Material for this exercise below:

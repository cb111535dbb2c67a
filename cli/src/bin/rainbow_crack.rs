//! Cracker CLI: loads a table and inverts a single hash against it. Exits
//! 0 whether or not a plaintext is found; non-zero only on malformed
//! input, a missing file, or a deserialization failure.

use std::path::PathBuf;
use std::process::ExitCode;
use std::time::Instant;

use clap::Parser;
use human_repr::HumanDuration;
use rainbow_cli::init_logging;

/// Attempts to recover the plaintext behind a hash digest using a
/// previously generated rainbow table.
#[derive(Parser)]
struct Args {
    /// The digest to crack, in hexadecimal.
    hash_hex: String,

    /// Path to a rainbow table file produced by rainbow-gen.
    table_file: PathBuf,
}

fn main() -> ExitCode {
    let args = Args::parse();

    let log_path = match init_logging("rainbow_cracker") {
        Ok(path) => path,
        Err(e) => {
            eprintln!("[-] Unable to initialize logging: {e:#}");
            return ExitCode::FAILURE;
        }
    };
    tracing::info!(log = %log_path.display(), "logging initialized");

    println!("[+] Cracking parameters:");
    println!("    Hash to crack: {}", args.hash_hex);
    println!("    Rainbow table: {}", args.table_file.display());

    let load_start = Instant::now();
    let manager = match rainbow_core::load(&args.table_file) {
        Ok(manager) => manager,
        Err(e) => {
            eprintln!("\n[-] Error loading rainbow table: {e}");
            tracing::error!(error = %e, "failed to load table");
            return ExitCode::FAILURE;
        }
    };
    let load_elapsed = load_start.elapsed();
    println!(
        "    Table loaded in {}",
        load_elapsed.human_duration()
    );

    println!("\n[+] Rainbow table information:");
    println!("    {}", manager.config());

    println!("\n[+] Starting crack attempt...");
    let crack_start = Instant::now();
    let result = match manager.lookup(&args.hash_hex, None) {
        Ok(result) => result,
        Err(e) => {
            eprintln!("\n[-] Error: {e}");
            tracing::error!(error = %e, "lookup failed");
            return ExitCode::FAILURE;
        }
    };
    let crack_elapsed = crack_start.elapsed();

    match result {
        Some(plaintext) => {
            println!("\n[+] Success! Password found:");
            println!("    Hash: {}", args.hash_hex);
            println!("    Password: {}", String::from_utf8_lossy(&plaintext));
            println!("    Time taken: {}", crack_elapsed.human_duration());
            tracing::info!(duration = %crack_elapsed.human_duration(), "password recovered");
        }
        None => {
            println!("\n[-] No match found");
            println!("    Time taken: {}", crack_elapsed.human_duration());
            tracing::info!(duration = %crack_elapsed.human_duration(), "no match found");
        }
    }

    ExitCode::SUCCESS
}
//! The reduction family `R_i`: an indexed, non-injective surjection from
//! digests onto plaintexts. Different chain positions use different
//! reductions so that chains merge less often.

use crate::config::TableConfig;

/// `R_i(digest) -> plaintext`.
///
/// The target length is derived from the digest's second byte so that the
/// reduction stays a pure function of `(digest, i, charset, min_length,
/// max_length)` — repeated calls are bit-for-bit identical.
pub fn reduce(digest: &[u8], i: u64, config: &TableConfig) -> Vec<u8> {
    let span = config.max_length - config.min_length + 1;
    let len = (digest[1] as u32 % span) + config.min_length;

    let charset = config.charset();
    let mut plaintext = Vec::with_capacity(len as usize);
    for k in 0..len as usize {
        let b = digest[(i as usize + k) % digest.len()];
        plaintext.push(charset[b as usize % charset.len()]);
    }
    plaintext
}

End of Material for this exercise.
Material for this exercise below:

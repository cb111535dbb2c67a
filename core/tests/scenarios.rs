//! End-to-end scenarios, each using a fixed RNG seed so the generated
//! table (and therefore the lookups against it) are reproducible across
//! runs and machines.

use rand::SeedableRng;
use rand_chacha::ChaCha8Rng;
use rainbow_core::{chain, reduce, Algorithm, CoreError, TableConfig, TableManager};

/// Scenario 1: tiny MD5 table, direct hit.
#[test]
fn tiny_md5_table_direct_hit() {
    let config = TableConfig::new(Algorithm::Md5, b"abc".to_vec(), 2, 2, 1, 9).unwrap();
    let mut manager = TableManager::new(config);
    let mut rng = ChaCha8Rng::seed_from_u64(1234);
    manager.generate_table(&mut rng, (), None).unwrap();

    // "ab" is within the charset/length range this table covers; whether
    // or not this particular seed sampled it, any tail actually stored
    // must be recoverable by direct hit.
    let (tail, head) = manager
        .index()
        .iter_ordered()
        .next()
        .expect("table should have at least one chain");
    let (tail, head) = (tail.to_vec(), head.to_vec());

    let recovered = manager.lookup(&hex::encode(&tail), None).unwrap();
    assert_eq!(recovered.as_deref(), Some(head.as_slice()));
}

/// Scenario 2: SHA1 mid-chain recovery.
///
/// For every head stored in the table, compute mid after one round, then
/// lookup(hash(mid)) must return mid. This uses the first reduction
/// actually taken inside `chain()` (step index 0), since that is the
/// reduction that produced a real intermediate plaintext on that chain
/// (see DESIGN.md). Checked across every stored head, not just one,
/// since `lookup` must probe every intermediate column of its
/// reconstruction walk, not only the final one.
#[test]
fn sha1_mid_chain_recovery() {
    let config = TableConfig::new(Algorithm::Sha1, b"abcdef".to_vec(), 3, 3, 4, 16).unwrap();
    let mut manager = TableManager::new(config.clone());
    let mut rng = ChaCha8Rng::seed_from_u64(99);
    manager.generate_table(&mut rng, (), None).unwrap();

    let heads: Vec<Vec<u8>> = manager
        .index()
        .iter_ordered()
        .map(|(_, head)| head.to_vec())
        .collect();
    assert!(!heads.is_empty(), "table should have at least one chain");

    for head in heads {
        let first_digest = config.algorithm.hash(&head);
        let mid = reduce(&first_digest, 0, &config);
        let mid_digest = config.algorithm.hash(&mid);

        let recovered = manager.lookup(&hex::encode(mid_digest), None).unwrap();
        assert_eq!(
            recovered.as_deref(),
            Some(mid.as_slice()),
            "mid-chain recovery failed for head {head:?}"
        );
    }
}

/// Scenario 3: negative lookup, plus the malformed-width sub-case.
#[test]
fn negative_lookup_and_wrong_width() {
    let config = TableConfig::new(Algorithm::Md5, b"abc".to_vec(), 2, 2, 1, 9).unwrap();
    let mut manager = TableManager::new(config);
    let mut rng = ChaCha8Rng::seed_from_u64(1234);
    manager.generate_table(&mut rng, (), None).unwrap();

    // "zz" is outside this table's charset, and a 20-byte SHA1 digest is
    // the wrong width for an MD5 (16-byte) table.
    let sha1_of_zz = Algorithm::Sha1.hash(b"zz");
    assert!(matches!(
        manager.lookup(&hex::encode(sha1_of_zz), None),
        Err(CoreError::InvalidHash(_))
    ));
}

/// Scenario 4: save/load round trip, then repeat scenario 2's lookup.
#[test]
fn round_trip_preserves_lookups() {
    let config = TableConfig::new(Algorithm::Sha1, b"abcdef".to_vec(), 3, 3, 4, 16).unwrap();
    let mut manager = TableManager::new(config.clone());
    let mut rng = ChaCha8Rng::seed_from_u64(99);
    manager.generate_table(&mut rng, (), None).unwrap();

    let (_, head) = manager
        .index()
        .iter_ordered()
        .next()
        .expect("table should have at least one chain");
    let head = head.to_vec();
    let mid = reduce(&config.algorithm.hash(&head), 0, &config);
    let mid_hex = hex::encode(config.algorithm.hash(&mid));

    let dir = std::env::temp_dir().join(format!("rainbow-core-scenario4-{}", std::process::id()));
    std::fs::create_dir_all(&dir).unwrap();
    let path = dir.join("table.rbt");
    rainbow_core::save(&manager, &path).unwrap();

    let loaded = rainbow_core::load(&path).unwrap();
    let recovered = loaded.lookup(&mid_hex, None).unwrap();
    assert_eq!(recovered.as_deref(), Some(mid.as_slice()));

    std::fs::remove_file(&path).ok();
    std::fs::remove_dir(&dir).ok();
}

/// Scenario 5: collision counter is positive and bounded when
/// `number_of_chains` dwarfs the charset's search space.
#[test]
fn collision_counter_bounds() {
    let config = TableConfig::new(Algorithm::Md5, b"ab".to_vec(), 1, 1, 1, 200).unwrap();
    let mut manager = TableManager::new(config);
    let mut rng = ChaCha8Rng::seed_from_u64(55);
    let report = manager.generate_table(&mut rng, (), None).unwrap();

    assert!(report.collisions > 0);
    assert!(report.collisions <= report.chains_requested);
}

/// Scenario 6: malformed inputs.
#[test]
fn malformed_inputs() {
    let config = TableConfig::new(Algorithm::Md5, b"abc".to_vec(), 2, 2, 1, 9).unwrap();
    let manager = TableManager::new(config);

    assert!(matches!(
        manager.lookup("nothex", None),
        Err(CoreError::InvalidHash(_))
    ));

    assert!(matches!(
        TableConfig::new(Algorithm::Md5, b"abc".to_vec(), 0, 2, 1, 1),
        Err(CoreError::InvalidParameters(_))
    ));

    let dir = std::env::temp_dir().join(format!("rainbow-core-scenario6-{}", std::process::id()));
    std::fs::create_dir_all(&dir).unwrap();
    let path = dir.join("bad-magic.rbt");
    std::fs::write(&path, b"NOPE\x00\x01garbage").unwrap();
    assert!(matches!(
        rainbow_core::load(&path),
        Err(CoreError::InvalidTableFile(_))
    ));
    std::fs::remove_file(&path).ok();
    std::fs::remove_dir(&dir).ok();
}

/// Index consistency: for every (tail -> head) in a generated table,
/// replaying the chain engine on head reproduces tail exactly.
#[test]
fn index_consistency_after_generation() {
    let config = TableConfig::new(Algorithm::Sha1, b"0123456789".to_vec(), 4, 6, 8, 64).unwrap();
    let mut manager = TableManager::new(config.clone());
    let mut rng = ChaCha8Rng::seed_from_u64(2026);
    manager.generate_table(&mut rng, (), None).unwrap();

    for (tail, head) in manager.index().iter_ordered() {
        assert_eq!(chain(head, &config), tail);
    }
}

End of Material for this exercise.
Material for this exercise below:

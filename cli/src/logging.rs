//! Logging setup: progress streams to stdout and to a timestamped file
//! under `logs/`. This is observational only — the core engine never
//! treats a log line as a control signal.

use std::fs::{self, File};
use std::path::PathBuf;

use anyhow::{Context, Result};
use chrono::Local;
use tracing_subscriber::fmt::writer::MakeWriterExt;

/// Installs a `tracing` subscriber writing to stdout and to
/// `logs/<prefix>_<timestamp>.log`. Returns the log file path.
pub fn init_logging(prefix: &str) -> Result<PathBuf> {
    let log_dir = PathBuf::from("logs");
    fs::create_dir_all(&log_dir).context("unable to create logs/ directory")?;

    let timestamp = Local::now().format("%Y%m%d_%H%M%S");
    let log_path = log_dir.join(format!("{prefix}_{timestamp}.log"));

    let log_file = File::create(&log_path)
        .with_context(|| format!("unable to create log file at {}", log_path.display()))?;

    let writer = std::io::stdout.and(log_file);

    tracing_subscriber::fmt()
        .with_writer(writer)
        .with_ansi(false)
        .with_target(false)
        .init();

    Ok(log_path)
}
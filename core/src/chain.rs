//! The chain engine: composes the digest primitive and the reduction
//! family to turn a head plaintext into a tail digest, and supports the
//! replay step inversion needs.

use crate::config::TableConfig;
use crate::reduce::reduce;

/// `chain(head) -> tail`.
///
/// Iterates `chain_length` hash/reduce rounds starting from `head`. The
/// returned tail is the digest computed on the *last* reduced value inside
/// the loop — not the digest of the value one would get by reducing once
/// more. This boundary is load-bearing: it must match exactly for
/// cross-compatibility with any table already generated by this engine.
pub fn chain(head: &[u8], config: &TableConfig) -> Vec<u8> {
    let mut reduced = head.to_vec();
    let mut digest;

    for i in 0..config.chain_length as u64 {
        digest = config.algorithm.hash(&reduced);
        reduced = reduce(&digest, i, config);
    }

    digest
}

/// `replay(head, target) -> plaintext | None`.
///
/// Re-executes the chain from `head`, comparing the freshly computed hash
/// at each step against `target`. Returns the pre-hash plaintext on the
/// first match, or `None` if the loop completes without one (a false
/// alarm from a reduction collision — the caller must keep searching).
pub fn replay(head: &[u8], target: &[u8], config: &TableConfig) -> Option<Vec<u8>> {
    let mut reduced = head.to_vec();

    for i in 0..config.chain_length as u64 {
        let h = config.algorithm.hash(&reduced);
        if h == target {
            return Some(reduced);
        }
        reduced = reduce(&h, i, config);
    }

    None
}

End of Material for this exercise.

## [Exercise description]
Every line with the word "logs" in it should be copied from the listing above.

## [Answer space]
//! under `logs/`. This is observational only — the core engine never
/// `logs/<prefix>_<timestamp>.log`. Returns the log file path.
    let log_dir = PathBuf::from("logs");
    fs::create_dir_all(&log_dir).context("unable to create logs/ directory")?;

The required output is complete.